• _DATASET CONTENT_
BEGIN
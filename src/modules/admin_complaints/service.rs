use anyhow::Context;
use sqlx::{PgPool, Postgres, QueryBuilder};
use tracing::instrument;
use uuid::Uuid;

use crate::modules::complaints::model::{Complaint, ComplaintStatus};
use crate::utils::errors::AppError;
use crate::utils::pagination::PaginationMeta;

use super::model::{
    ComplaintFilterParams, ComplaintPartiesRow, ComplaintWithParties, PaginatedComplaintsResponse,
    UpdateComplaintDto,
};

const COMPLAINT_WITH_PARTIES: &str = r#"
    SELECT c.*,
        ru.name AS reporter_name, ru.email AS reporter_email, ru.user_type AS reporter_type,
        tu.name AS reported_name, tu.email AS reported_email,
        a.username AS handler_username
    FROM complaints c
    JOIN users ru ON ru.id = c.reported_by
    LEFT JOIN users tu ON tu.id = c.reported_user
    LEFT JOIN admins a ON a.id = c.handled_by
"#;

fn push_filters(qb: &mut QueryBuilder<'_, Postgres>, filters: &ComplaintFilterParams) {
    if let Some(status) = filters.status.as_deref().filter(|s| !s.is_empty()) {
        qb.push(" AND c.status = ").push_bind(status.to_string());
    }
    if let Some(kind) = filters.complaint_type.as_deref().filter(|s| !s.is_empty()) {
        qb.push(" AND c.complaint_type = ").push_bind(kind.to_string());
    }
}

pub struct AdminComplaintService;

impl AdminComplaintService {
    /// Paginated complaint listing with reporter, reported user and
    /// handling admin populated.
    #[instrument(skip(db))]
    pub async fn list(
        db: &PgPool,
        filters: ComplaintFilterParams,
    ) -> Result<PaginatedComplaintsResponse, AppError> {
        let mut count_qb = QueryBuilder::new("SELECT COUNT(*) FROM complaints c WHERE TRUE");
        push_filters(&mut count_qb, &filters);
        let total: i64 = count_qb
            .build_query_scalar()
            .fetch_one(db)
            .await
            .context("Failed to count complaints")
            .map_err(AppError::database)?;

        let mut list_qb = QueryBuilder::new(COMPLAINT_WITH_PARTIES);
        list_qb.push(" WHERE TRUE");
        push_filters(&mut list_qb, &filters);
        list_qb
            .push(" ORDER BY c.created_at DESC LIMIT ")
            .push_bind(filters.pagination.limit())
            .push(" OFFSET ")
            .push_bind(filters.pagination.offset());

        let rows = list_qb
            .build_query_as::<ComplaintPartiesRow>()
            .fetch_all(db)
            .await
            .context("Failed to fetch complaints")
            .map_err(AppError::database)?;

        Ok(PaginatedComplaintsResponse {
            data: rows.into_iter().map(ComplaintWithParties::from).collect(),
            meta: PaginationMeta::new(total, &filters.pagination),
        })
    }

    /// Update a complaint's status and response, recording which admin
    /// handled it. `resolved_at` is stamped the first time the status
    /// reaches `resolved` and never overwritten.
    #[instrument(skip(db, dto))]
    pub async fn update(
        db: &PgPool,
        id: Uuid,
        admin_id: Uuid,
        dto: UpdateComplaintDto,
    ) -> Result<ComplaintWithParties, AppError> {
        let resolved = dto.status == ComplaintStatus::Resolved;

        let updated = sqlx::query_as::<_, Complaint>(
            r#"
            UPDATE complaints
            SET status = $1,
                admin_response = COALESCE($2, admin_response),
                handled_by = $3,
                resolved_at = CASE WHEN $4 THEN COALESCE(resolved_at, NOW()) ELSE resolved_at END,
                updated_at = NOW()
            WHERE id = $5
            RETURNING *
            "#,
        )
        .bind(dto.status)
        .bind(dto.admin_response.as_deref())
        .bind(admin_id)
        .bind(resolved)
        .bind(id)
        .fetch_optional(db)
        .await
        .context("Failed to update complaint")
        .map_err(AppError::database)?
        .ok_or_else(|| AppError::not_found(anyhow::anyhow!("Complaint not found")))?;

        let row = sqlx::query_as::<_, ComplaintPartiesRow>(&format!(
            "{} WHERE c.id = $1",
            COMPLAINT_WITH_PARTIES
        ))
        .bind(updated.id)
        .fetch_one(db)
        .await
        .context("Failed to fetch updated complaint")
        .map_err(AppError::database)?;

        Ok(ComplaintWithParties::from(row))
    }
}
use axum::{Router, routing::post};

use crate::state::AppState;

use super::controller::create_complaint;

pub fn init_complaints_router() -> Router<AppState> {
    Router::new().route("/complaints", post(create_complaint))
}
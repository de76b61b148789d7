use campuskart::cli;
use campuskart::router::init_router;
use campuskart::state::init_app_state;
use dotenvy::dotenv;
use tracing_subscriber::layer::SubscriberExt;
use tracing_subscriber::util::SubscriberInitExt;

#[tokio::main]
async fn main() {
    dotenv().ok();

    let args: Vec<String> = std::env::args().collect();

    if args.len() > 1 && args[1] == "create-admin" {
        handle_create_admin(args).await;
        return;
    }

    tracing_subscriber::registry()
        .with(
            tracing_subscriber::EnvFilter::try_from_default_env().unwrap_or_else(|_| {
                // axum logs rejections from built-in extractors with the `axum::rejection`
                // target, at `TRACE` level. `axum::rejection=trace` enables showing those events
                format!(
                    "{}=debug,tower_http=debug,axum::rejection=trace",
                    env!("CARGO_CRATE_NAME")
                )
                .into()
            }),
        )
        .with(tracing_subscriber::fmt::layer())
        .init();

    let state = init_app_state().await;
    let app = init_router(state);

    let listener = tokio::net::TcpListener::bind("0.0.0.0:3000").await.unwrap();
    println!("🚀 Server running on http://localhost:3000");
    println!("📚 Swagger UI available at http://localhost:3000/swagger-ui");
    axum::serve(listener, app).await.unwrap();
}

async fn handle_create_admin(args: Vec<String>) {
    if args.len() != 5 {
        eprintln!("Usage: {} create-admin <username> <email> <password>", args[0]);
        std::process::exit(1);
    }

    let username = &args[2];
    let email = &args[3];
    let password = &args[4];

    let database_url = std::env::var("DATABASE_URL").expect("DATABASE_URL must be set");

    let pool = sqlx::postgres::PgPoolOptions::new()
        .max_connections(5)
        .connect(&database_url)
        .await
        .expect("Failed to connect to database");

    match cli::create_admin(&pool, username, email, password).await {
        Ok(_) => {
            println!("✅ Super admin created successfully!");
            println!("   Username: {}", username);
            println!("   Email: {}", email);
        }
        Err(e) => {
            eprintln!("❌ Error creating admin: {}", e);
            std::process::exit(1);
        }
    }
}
END
• _DIRECTIONS FOR THIS TASK_
The answer must consist of every line in the records above that contains the word "expect".

• _REPLY TO THE TASK_
    let database_url = std::env::var("DATABASE_URL").expect("DATABASE_URL must be set");
        .expect("Failed to connect to database");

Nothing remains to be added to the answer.